Central nervous system infections known to have high incidence in developing countries and are known to cause hypopituitarism. In this study hypopituitarism was observed in 2 patients (0.5%). Both of these patients developed hypopituitarism secondary to streptococcal infection [47-50]. Empty sella syndrome usually associated with pituitary hypofunction. Like other cohorts it was a rare diagnosis in our series [51-53]. Growth Hormone Deficiency (GHD), the most common hormonal deficiency and present with a wide spectrum of findings. The endocrine abnormality of GHD manifest either as an isolated deficiency (IGHD) or it may be present as Multiple Hormone Deficiency (MPHD) [54-56]. Central adrenal insufficiency accounts for the second most commonly encounters in this study, however, it is the most lethal. All except one, had multiple anterior pituitary hormone deficiency. This was present in 59 (29.3%) patients [57-59]. One patient passed away at age 4 years from severe hypoglycemia during gastroenteritis despite that she received hydrocortisone stress dose. She was found seizing in her bed with unrecordable blood glucose. She developed cerebral edema followed by DI and passed away because of brain death. Central Diabetes Insipidus (CDI) or Anti-Diuretic Hormone (ADH) deficiency may be associated with hypopituitarism, due to impairment of posterior pituitary gland or hypothalamus in 24 (11.9%) patients. Patients presented with polyuria, polydipsia and high serum sodium of more than or equal 150 mmol\l with diluted urine [60-62]. Furthermore, congenital isolated hypogonadotrophin is extremely rare in this study, 8 (3.9%) patients out of 202 patients, similar to what had been reported in other cohorts [63-64].
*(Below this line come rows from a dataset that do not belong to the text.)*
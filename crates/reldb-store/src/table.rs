//! Relational tables and algebra operators.

use std::fmt;
use std::sync::atomic::{AtomicUsize, Ordering};

use reldb_common::{IndexKind, Key, RelError, Result, StoreConfig};
use reldb_index::{AssocMap, BpTreeMap, ExtHashMap, LinHashMap};
use tracing::debug;

use crate::schema::Schema;
use crate::tuple::Tuple;

/// Counter for naming tables derived by the algebra operators.
static DERIVED_SEQ: AtomicUsize = AtomicUsize::new(0);

fn derived_name(base: &str) -> String {
    format!("{}_{}", base, DERIVED_SEQ.fetch_add(1, Ordering::Relaxed))
}

/// A relation: a schema, an insertion-ordered tuple list, and a
/// primary-key index mapping each key projection to its tuple.
///
/// Any of the three index structures can back the table; operators
/// that need keyed access probe the index, all others scan the tuple
/// list in insertion order.
pub struct Table {
    schema: Schema,
    tuples: Vec<Tuple>,
    /// Maps primary-key projections to positions in `tuples`.
    index: Box<dyn AssocMap<Key, usize>>,
    index_kind: IndexKind,
    key_positions: Vec<usize>,
}

fn build_index(kind: IndexKind, config: &StoreConfig) -> Box<dyn AssocMap<Key, usize>> {
    match kind {
        IndexKind::BTree => Box::new(BpTreeMap::with_order(config.btree_order)),
        IndexKind::ExtHash => Box::new(ExtHashMap::with_buckets(config.initial_buckets)),
        IndexKind::LinHash => Box::new(LinHashMap::with_buckets(config.initial_buckets)),
    }
}

impl Table {
    /// Creates an empty table with the default configuration
    /// (B+-tree index).
    pub fn new(schema: Schema) -> Self {
        Self::with_config(schema, &StoreConfig::default())
    }

    /// Creates an empty table backed by the given index structure.
    pub fn with_index(schema: Schema, kind: IndexKind) -> Self {
        let config = StoreConfig {
            index_kind: kind,
            ..StoreConfig::default()
        };
        Self::with_config(schema, &config)
    }

    /// Creates an empty table per the given configuration.
    pub fn with_config(schema: Schema, config: &StoreConfig) -> Self {
        debug!(
            relation = %schema.name(),
            attributes = ?schema.attributes(),
            index = ?config.index_kind,
            "create table"
        );
        let key_positions = schema.key_positions();
        Self {
            index: build_index(config.index_kind, config),
            index_kind: config.index_kind,
            schema,
            tuples: Vec::new(),
            key_positions,
        }
    }

    /// Returns the table's schema.
    pub fn schema(&self) -> &Schema {
        &self.schema
    }

    /// Returns the relation name.
    pub fn name(&self) -> &str {
        self.schema.name()
    }

    /// Returns the tuples in insertion order.
    pub fn tuples(&self) -> &[Tuple] {
        &self.tuples
    }

    /// Returns the number of stored tuples.
    pub fn len(&self) -> usize {
        self.tuples.len()
    }

    /// Returns true if the table holds no tuples.
    pub fn is_empty(&self) -> bool {
        self.tuples.is_empty()
    }

    /// Returns which index structure backs this table.
    pub fn index_kind(&self) -> IndexKind {
        self.index_kind
    }

    /// Returns the number of keys in the primary-key index.
    pub fn index_len(&self) -> usize {
        self.index.len()
    }

    /// Returns the column position of the given attribute name.
    pub fn col(&self, attr: &str) -> Option<usize> {
        self.schema.col(attr)
    }

    /// Returns the primary-key index contents as key-tuple pairs.
    pub fn index_entries(&self) -> Vec<(Key, Tuple)> {
        self.index
            .entries()
            .into_iter()
            .map(|(key, position)| (key, self.tuples[position].clone()))
            .collect()
    }

    /// Inserts a tuple: validates it against the schema, appends it to
    /// the tuple list, and indexes it by its primary-key projection.
    /// Rejection leaves the table unmodified.
    pub fn insert(&mut self, tuple: Tuple) -> Result<()> {
        debug!(relation = %self.schema.name(), tuple = %tuple, "insert");
        self.schema.type_check(&tuple)?;
        self.push_row(tuple);
        Ok(())
    }

    /// Appends a tuple known to satisfy the schema and indexes it.
    /// Index duplicate policy applies: the B+-tree keeps the first
    /// tuple per key, the hashed structures keep the last.
    fn push_row(&mut self, tuple: Tuple) {
        let key = tuple.key_at(&self.key_positions);
        let position = self.tuples.len();
        self.tuples.push(tuple);
        self.index.put(key, position);
    }

    fn derive(&self, schema: Schema, rows: Vec<Tuple>) -> Table {
        let mut table = Table::with_index(schema, self.index_kind);
        for row in rows {
            table.push_row(row);
        }
        table
    }

    fn derive_same_schema(&self, rows: Vec<Tuple>) -> Table {
        let schema = self.schema.with_name(derived_name(self.schema.name()));
        self.derive(schema, rows)
    }

    /// Projects the tuples onto the named attributes, preserving
    /// insertion order. The primary key is carried over if the
    /// projection retains all of it; otherwise the projected
    /// attributes become the key, with uniqueness not re-enforced.
    pub fn project(&self, attributes: &[&str]) -> Result<Table> {
        debug!(relation = %self.schema.name(), ?attributes, "project");
        let positions = self.schema.match_columns(attributes)?;
        let domains = self.schema.extract_domains(&positions);

        let retains_key = self
            .schema
            .key()
            .iter()
            .all(|k| attributes.contains(&k.as_str()));
        let key: Vec<&str> = if retains_key {
            self.schema.key().iter().map(String::as_str).collect()
        } else {
            attributes.to_vec()
        };

        let schema = Schema::new(
            derived_name(self.schema.name()),
            attributes,
            &domains,
            &key,
        )?;
        let rows = self.tuples.iter().map(|t| t.extract(&positions)).collect();
        Ok(self.derive(schema, rows))
    }

    /// Selects the tuples satisfying the predicate, preserving
    /// insertion order.
    pub fn select(&self, predicate: impl Fn(&Tuple) -> bool) -> Table {
        debug!(relation = %self.schema.name(), "select by predicate");
        let rows = self
            .tuples
            .iter()
            .filter(|t| predicate(t))
            .cloned()
            .collect();
        self.derive_same_schema(rows)
    }

    /// Selects by primary-key value through the index. The result
    /// holds the unique matching tuple or is empty.
    pub fn select_key(&self, key: &Key) -> Table {
        debug!(relation = %self.schema.name(), key = %key, "select by key");
        let rows = match self.index.get(key) {
            Some(&position) => vec![self.tuples[position].clone()],
            None => Vec::new(),
        };
        self.derive_same_schema(rows)
    }

    /// Set union by tuple value: this table's tuples in order,
    /// followed by the other's tuples whose value is not already
    /// present. Requires compatible schemas.
    pub fn union(&self, other: &Table) -> Result<Table> {
        debug!(left = %self.schema.name(), right = %other.schema.name(), "union");
        self.schema.check_compatible(&other.schema)?;

        let mut rows: Vec<Tuple> = self.tuples.clone();
        for tuple in &other.tuples {
            if !rows.contains(tuple) {
                rows.push(tuple.clone());
            }
        }
        Ok(self.derive_same_schema(rows))
    }

    /// Set difference by tuple value: this table's tuples whose value
    /// equals no tuple of the other. Requires compatible schemas.
    pub fn minus(&self, other: &Table) -> Result<Table> {
        debug!(left = %self.schema.name(), right = %other.schema.name(), "minus");
        self.schema.check_compatible(&other.schema)?;

        let rows = self
            .tuples
            .iter()
            .filter(|t| !other.tuples.contains(t))
            .cloned()
            .collect();
        Ok(self.derive_same_schema(rows))
    }

    /// Equi-join on the listed attribute pairs: emits the
    /// concatenation of every pair of tuples that agree on all listed
    /// positions, outer loop over this table, inner over the other.
    /// Duplicate attribute names from the right side are suffixed `2`.
    pub fn join(&self, attrs_left: &[&str], attrs_right: &[&str], other: &Table) -> Result<Table> {
        debug!(
            left = %self.schema.name(),
            right = %other.schema.name(),
            ?attrs_left,
            ?attrs_right,
            "join"
        );
        let (pos_left, pos_right) = self.join_positions(attrs_left, attrs_right, other)?;
        let schema = self.joined_schema(other)?;

        let mut rows = Vec::new();
        for left in &self.tuples {
            for right in &other.tuples {
                let matches = pos_left
                    .iter()
                    .zip(&pos_right)
                    .all(|(&a, &b)| left.values()[a] == right.values()[b]);
                if matches {
                    rows.push(left.concat(right));
                }
            }
        }
        Ok(self.derive(schema, rows))
    }

    /// Equi-join that probes the other table's primary-key index with
    /// this table's values at `attrs_left`. The probed attributes must
    /// be exactly the other table's primary key.
    pub fn index_join(
        &self,
        attrs_left: &[&str],
        attrs_right: &[&str],
        other: &Table,
    ) -> Result<Table> {
        debug!(
            left = %self.schema.name(),
            right = %other.schema.name(),
            ?attrs_left,
            ?attrs_right,
            "index join"
        );
        let (pos_left, _) = self.join_positions(attrs_left, attrs_right, other)?;
        let key_matches = other.schema.key().len() == attrs_right.len()
            && other.schema.key().iter().zip(attrs_right).all(|(k, a)| k == a);
        if !key_matches {
            return Err(RelError::NotPrimaryKey {
                attributes: attrs_right.iter().map(|a| a.to_string()).collect(),
                relation: other.schema.name().to_string(),
            });
        }
        let schema = self.joined_schema(other)?;

        let mut rows = Vec::new();
        for left in &self.tuples {
            let key = left.key_at(&pos_left);
            if let Some(&position) = other.index.get(&key) {
                rows.push(left.concat(&other.tuples[position]));
            }
        }
        Ok(self.derive(schema, rows))
    }

    fn join_positions(
        &self,
        attrs_left: &[&str],
        attrs_right: &[&str],
        other: &Table,
    ) -> Result<(Vec<usize>, Vec<usize>)> {
        if attrs_left.len() != attrs_right.len() {
            return Err(RelError::SchemaMismatch {
                reason: format!(
                    "join attribute lists have lengths {} and {}",
                    attrs_left.len(),
                    attrs_right.len()
                ),
            });
        }
        let pos_left = self.schema.match_columns(attrs_left)?;
        let pos_right = other.schema.match_columns(attrs_right)?;
        Ok((pos_left, pos_right))
    }

    /// The concatenated schema of an equi-join: this table's
    /// attributes, then the other's with colliding names suffixed `2`.
    /// The result carries this table's primary key.
    fn joined_schema(&self, other: &Table) -> Result<Schema> {
        let mut attributes: Vec<String> = self.schema.attributes().to_vec();
        for attr in other.schema.attributes() {
            if self.schema.col(attr).is_some() {
                attributes.push(format!("{}2", attr));
            } else {
                attributes.push(attr.clone());
            }
        }
        let mut domains = self.schema.domains().to_vec();
        domains.extend_from_slice(other.schema.domains());

        let attr_refs: Vec<&str> = attributes.iter().map(String::as_str).collect();
        let key_refs: Vec<&str> = self.schema.key().iter().map(String::as_str).collect();
        Schema::new(
            derived_name(self.schema.name()),
            &attr_refs,
            &domains,
            &key_refs,
        )
    }
}

impl fmt::Debug for Table {
    fn fmt(&self, f: &mut fmt::Formatter<'_>) -> fmt::Result {
        f.debug_struct("Table")
            .field("schema", &self.schema)
            .field("rows", &self.tuples.len())
            .field("index_kind", &self.index_kind)
            .finish()
    }
}

impl fmt::Display for Table {
    fn fmt(&self, f: &mut fmt::Formatter<'_>) -> fmt::Result {
        let rule = format!("|-{}-|", "-".repeat(15 * self.schema.arity()));
        writeln!(f, "Table {}", self.schema.name())?;
        writeln!(f, "{}", rule)?;
        write!(f, "| ")?;
        for attr in self.schema.attributes() {
            write!(f, "{:>15}", attr)?;
        }
        writeln!(f, " |")?;
        writeln!(f, "{}", rule)?;
        for tuple in &self.tuples {
            write!(f, "| ")?;
            for value in tuple.values() {
                write!(f, "{:>15}", value.to_string())?;
            }
            writeln!(f, " |")?;
        }
        write!(f, "{}", rule)
    }
}
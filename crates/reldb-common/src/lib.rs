//! reldb common types, errors, and utilities.
//!
//! This crate provides shared definitions used across all reldb components.

pub mod config;
pub mod error;
pub mod key;
pub mod types;
pub mod value;

pub use config::{IndexKind, StoreConfig};
pub use error::{RelError, Result};
pub use key::Key;
pub use types::Domain;
pub use value::Scalar;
This is the largest report of childhood hypopituitarism from Saudi Arabia. High Index of Suspicion coupled with timely and appropriate hormonal assay are essential for the management. A head MRI scan is critical in determining the specific etiology. It needs to be diagnosed and treated early to prevent associated mortality and morbidity. The etiology differs in childhood, as nontumor causes are common than in adults. Supervision and care by a pediatric endocrinologist is crucial and when the child grows older appropriate transition to an adult endocrinologist and experienced reproductive endocrinologist.
The authors would like to thank Mr. Abdulrahman N. Al Jurayyan for his help in preparing the manuscript.